Through the National Standards Council (NSC), which is also the KEBS Board of Directors, the national standards body in its submission to the Taskforce on Standards and Quality Infrastructure Reforms in Kenya recommended the maintaining of existing structures; based on international benchmarks in the continent and beyond.
The National Task Force chaired by Constitutional and Governance expert Wachira Maina is expected to review and evaluate the weaknesses and shortcomings of the entire Standards and Quality Infrastructure.
Such a review will include, institutional architecture and arrangement to meet the country’s goals of managing and mitigating risks to quality, health, safety, environment, fair trade practices, and consumer protection, among others.
Speaking when he made the KEBS submission to the Taskforce, NSC Chairperson Eng Bernard Ngore and Secretary Bernard Njiraini said Kenya is at the stage of development where it still needs some government support for National Quality Infrastructure (NQI) organisations.
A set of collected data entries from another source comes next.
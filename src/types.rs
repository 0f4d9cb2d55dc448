// src/types.rs

use imageproc::point::Point;
use serde::{Deserialize, Serialize};

#[derive(Debug, Clone, Serialize, Deserialize)]
pub struct Config {
    pub source: SourceConfig,
    pub detection: DetectionConfig,
    pub classify: ClassifyConfig,
    pub tracking: TrackingConfig,
    pub animation: AnimationConfig,
    pub composite: CompositeConfig,
    pub finale: FinaleConfig,
    pub sprites: SpriteConfig,
    pub output: OutputConfig,
    pub logging: LoggingConfig,
}

#[derive(Debug, Clone, Copy, PartialEq, Eq, Serialize, Deserialize)]
#[serde(rename_all = "lowercase")]
pub enum SourceMode {
    /// A single still image, treated as a one-frame stream.
    Still,
    /// Numbered frame files in a directory.
    Sequence,
}

#[derive(Debug, Clone, Serialize, Deserialize)]
pub struct SourceConfig {
    pub mode: SourceMode,
    pub path: String,
    pub display_delay_ms: u64,
}

#[derive(Debug, Clone, Copy, PartialEq, Eq, Serialize, Deserialize)]
#[serde(rename_all = "lowercase")]
pub enum DetectionChannel {
    Gray,
    Red,
    Green,
    Blue,
}

impl DetectionChannel {
    pub fn as_str(&self) -> &'static str {
        match self {
            DetectionChannel::Gray => "gray",
            DetectionChannel::Red => "red",
            DetectionChannel::Green => "green",
            DetectionChannel::Blue => "blue",
        }
    }
}

#[derive(Debug, Clone, Serialize, Deserialize)]
pub struct DetectionConfig {
    /// Edge maps are built for each listed channel and classified
    /// independently; per-class results are unioned, last writer wins.
    pub channels: Vec<DetectionChannel>,
    pub blur_sigma: f32,
    pub canny_low: f32,
    pub canny_high: f32,
    pub min_area: f64,
    /// Polygon approximation tolerance as a fraction of arc length.
    pub approx_epsilon_frac: f64,
}

impl Default for DetectionConfig {
    fn default() -> Self {
        Self {
            channels: vec![
                DetectionChannel::Gray,
                DetectionChannel::Red,
                DetectionChannel::Green,
                DetectionChannel::Blue,
            ],
            blur_sigma: 1.4,
            canny_low: 50.0,
            canny_high: 150.0,
            min_area: 2000.0,
            approx_epsilon_frac: 0.02,
        }
    }
}

/// Hue bands and sampling geometry for color confirmation.
///
/// These were tuned for a specific marker/lighting setup; keep the defaults
/// unless re-tuning against real footage.
#[derive(Debug, Clone, Serialize, Deserialize)]
pub struct ClassifyConfig {
    /// Red band wraps around 0°: hue < red_hue_below or hue > red_hue_above.
    pub red_hue_below: f32,
    pub red_hue_above: f32,
    /// Blue band is exclusive on both ends.
    pub blue_hue_min: f32,
    pub blue_hue_max: f32,
    /// Sampling half-width = min vertex-to-centroid distance / divisor.
    pub sample_radius_divisor: f32,
}

impl Default for ClassifyConfig {
    fn default() -> Self {
        Self {
            red_hue_below: 40.0,
            red_hue_above: 310.0,
            blue_hue_min: 170.0,
            blue_hue_max: 280.0,
            sample_radius_divisor: 4.0,
        }
    }
}

#[derive(Debug, Clone, Serialize, Deserialize)]
pub struct TrackingConfig {
    /// Frames a fighter may go undetected before it is marked absent
    /// (exclusive threshold: absent once the miss count exceeds this).
    pub disappear_after: u32,
}

impl Default for TrackingConfig {
    fn default() -> Self {
        Self { disappear_after: 20 }
    }
}

#[derive(Debug, Clone, Serialize, Deserialize)]
pub struct AnimationConfig {
    /// Advance sprite indices every `cadence` frames.
    pub cadence: u32,
    pub idle_start: u32,
    pub idle_end: u32,
    pub fight_start: u32,
    /// Frames both fighters must co-exist before the fight phase starts
    /// (exclusive threshold).
    pub fight_after: u32,
}

impl Default for AnimationConfig {
    fn default() -> Self {
        Self {
            cadence: 1,
            idle_start: 1,
            idle_end: 3,
            fight_start: 4,
            fight_after: 50,
        }
    }
}

#[derive(Debug, Clone, Serialize, Deserialize)]
pub struct CompositeConfig {
    /// Sprite major dimension relative to the marker's min vertex spacing.
    pub size_scale: f64,
    pub chroma_green_min: u8,
    pub chroma_red_max: u8,
    pub chroma_blue_max: u8,
}

impl Default for CompositeConfig {
    fn default() -> Self {
        Self {
            size_scale: 0.66,
            chroma_green_min: 200,
            chroma_red_max: 100,
            chroma_blue_max: 100,
        }
    }
}

#[derive(Debug, Clone, Serialize, Deserialize)]
pub struct FinaleConfig {
    /// Empirical factor applied to both the beam slant angle and the
    /// compensating horizontal scale.
    pub slant_correction: f64,
    /// Channel ceiling below which a rotated-in pixel counts as background.
    pub black_threshold: u8,
}

impl Default for FinaleConfig {
    fn default() -> Self {
        Self {
            slant_correction: 0.92,
            black_threshold: 12,
        }
    }
}

#[derive(Debug, Clone, Serialize, Deserialize)]
pub struct SpriteConfig {
    pub dir: String,
    pub red_prefix: String,
    pub blue_prefix: String,
    /// Total sprite frames per fighter; the fight range runs to this index.
    pub frame_count: u32,
    pub beam_file: String,
}

#[derive(Debug, Clone, Serialize, Deserialize)]
pub struct OutputConfig {
    pub dir: String,
    pub save_frames: bool,
}

#[derive(Debug, Clone, Serialize, Deserialize)]
pub struct LoggingConfig {
    pub level: String,
}

// ============================================================================
// DOMAIN TYPES
// ============================================================================

/// The two persistently tracked fighters, keyed by marker class.
#[derive(Debug, Clone, Copy, PartialEq, Eq)]
pub enum FighterId {
    /// Red triangle marker.
    Red,
    /// Blue square marker.
    Blue,
}

impl FighterId {
    pub const ALL: [FighterId; 2] = [FighterId::Red, FighterId::Blue];

    pub fn index(&self) -> usize {
        match self {
            FighterId::Red => 0,
            FighterId::Blue => 1,
        }
    }

    pub fn shape(&self) -> ShapeClass {
        match self {
            FighterId::Red => ShapeClass::Triangle,
            FighterId::Blue => ShapeClass::Square,
        }
    }

    pub fn as_str(&self) -> &'static str {
        match self {
            FighterId::Red => "RED",
            FighterId::Blue => "BLUE",
        }
    }
}

#[derive(Debug, Clone, Copy, PartialEq, Eq)]
pub enum ShapeClass {
    Triangle,
    Square,
}

impl ShapeClass {
    pub fn fighter(&self) -> FighterId {
        match self {
            ShapeClass::Triangle => FighterId::Red,
            ShapeClass::Square => FighterId::Blue,
        }
    }
}

/// A confirmed marker detection, consumed by the tracker within the frame.
#[derive(Debug, Clone)]
pub struct ClassifiedMarker {
    pub class: ShapeClass,
    pub centroid: Point<i32>,
    pub polygon: Vec<Point<i32>>,
}

/// Per-frame union of detections, at most one per fighter class.
#[derive(Debug, Clone, Default)]
pub struct DetectionSet {
    slots: [Option<ClassifiedMarker>; 2],
}

impl DetectionSet {
    pub fn new() -> Self {
        Self::default()
    }

    /// Later insertions for the same class overwrite earlier ones.
    pub fn insert(&mut self, marker: ClassifiedMarker) {
        let id = marker.class.fighter();
        self.slots[id.index()] = Some(marker);
    }

    pub fn get(&self, id: FighterId) -> Option<&ClassifiedMarker> {
        self.slots[id.index()].as_ref()
    }

    pub fn len(&self) -> usize {
        self.slots.iter().filter(|s| s.is_some()).count()
    }

    pub fn is_empty(&self) -> bool {
        self.len() == 0
    }
}

/// Even-rounded on-screen sprite dimensions for a fighter.
#[derive(Debug, Clone, Copy, PartialEq, Eq, Default)]
pub struct RenderSize {
    pub w: u32,
    pub h: u32,
}

impl RenderSize {
    /// True when rounding collapsed the size below anything drawable.
    pub fn is_degenerate(&self) -> bool {
        self.w < 2 || self.h < 2
    }
}
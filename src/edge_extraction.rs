// src/edge_extraction.rs
//
// Binary edge maps from a color frame. Low-contrast markers can vanish in a
// plain grayscale pass, so detection optionally runs on each color plane as
// well; every map is classified independently downstream.

use crate::types::{DetectionChannel, DetectionConfig};
use image::{GrayImage, RgbImage};
use imageproc::edges::canny;
use imageproc::filter::gaussian_blur_f32;

/// Extract the requested intensity plane from a color frame.
fn channel_plane(frame: &RgbImage, channel: DetectionChannel) -> GrayImage {
    match channel {
        DetectionChannel::Gray => image::imageops::grayscale(frame),
        DetectionChannel::Red => plane(frame, 0),
        DetectionChannel::Green => plane(frame, 1),
        DetectionChannel::Blue => plane(frame, 2),
    }
}

fn plane(frame: &RgbImage, c: usize) -> GrayImage {
    GrayImage::from_fn(frame.width(), frame.height(), |x, y| {
        image::Luma([frame.get_pixel(x, y).0[c]])
    })
}

/// Blur + Canny on one detection channel. Pure, no state.
pub fn extract_edges(
    frame: &RgbImage,
    channel: DetectionChannel,
    config: &DetectionConfig,
) -> GrayImage {
    let plane = channel_plane(frame, channel);
    let blurred = gaussian_blur_f32(&plane, config.blur_sigma);
    canny(&blurred, config.canny_low, config.canny_high)
}

/// One edge map per configured detection channel, in config order.
pub fn edge_maps(frame: &RgbImage, config: &DetectionConfig) -> Vec<(DetectionChannel, GrayImage)> {
    config
        .channels
        .iter()
        .map(|&channel| (channel, extract_edges(frame, channel, config)))
        .collect()
}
As currently structured and thanks to access to national operating resources, KEBS, he explained has been spearheading product certification efforts that enables products to access markets. As of the end of the second quarter of 2019/20, a total of 13,754 products (2,884 MSME and 10,870 from larger firms) had valid permits. KEBS has incubated medium-small and micro-enterprise to improve the quality of their products. In the Financial Year 2019/20 to-date, 786 MSMEs were incubated.
At such a fledgling stage, the local market the NSC said may not be ripe enough to afford fully commercialised services which would be counterproductive to the national development goals.
“It is, therefore, the recommendation of the NSC that the structure of the National Quality Infrastructure adopted by Kenya including Standardization, Conformity Assessment, and some Technical regulation be maintained for the next fifteen years,” Eng Ngore said in NSC’s submission adding that, “Within this time, a National Quality Policy will have been developed and fully implemented and the industry would have gained sufficient quality culture to support voluntary Standards, Metrology, and Conformity Assessment Systems.”